(Stored items)
>>>

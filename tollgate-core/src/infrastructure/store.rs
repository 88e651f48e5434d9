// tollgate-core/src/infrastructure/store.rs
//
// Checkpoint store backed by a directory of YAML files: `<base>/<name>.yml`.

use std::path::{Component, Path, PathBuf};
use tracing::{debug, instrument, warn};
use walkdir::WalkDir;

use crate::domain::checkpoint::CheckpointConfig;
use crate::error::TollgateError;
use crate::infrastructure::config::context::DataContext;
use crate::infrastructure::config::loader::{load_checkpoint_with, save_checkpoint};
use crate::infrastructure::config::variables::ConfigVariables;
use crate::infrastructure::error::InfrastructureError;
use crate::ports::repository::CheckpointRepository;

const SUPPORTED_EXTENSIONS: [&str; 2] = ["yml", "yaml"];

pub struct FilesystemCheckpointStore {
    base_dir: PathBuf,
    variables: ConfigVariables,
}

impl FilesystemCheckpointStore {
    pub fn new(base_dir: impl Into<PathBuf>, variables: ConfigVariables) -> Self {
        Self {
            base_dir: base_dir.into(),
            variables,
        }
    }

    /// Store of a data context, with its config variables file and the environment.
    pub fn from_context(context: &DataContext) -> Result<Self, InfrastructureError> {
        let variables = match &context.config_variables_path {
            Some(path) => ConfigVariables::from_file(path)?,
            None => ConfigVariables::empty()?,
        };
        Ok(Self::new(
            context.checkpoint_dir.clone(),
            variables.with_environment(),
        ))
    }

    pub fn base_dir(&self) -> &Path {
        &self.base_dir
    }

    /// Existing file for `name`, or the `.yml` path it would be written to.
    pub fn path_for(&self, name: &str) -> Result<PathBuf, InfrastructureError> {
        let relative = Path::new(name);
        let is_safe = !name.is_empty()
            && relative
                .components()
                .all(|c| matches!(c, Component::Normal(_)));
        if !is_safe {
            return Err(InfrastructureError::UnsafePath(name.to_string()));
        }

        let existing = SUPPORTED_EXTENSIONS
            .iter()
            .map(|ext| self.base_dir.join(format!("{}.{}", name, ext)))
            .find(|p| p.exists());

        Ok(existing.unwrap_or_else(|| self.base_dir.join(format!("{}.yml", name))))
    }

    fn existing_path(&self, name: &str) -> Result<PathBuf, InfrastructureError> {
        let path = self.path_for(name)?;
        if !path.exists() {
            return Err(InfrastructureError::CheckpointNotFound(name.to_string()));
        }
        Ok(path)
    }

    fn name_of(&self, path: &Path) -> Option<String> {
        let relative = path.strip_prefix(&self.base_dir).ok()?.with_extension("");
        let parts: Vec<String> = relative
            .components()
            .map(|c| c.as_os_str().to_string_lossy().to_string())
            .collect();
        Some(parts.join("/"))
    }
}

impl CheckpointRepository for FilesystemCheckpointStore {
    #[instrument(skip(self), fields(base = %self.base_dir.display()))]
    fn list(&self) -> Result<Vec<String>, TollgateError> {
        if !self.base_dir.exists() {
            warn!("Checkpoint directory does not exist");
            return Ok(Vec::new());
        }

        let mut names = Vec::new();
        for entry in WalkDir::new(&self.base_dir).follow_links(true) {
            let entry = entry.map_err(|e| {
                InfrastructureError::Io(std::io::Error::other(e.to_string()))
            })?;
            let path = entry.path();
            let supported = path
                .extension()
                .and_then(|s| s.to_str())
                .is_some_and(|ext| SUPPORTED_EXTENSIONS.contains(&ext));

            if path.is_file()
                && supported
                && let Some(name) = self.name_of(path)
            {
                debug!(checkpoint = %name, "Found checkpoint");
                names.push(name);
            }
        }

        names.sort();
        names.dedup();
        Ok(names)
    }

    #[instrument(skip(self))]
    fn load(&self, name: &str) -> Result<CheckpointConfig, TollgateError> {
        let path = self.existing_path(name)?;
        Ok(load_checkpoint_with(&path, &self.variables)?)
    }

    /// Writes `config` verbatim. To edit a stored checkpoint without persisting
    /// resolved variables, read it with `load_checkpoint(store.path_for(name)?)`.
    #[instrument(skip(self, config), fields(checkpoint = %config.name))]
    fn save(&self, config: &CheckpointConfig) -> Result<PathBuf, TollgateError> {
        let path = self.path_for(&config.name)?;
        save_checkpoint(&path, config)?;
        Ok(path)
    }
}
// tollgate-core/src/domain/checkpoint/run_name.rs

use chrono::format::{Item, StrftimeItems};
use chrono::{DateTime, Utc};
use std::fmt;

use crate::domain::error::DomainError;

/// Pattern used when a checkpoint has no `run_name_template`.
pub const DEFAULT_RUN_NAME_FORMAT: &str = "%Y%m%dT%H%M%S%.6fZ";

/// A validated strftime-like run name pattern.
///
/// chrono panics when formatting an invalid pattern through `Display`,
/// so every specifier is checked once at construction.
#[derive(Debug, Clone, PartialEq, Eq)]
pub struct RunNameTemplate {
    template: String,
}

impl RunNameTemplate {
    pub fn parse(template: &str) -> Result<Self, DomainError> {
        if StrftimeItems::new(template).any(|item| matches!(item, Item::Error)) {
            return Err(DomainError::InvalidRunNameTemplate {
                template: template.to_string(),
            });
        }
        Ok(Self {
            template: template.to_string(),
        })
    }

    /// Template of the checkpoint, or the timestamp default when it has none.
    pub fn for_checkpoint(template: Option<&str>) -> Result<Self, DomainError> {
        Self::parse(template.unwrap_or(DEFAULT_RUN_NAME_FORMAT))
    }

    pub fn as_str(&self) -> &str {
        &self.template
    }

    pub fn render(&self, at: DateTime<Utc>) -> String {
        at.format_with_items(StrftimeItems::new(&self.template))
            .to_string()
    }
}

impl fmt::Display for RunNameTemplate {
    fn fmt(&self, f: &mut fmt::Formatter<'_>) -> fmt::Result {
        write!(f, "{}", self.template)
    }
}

<<<

• _What is required_: Go over the data and return every line that includes the word "context".

• _Output of the task_:
use crate::infrastructure::config::context::DataContext;
    /// Store of a data context, with its config variables file and the environment.
    pub fn from_context(context: &DataContext) -> Result<Self, InfrastructureError> {
        let variables = match &context.config_variables_path {
            context.checkpoint_dir.clone(),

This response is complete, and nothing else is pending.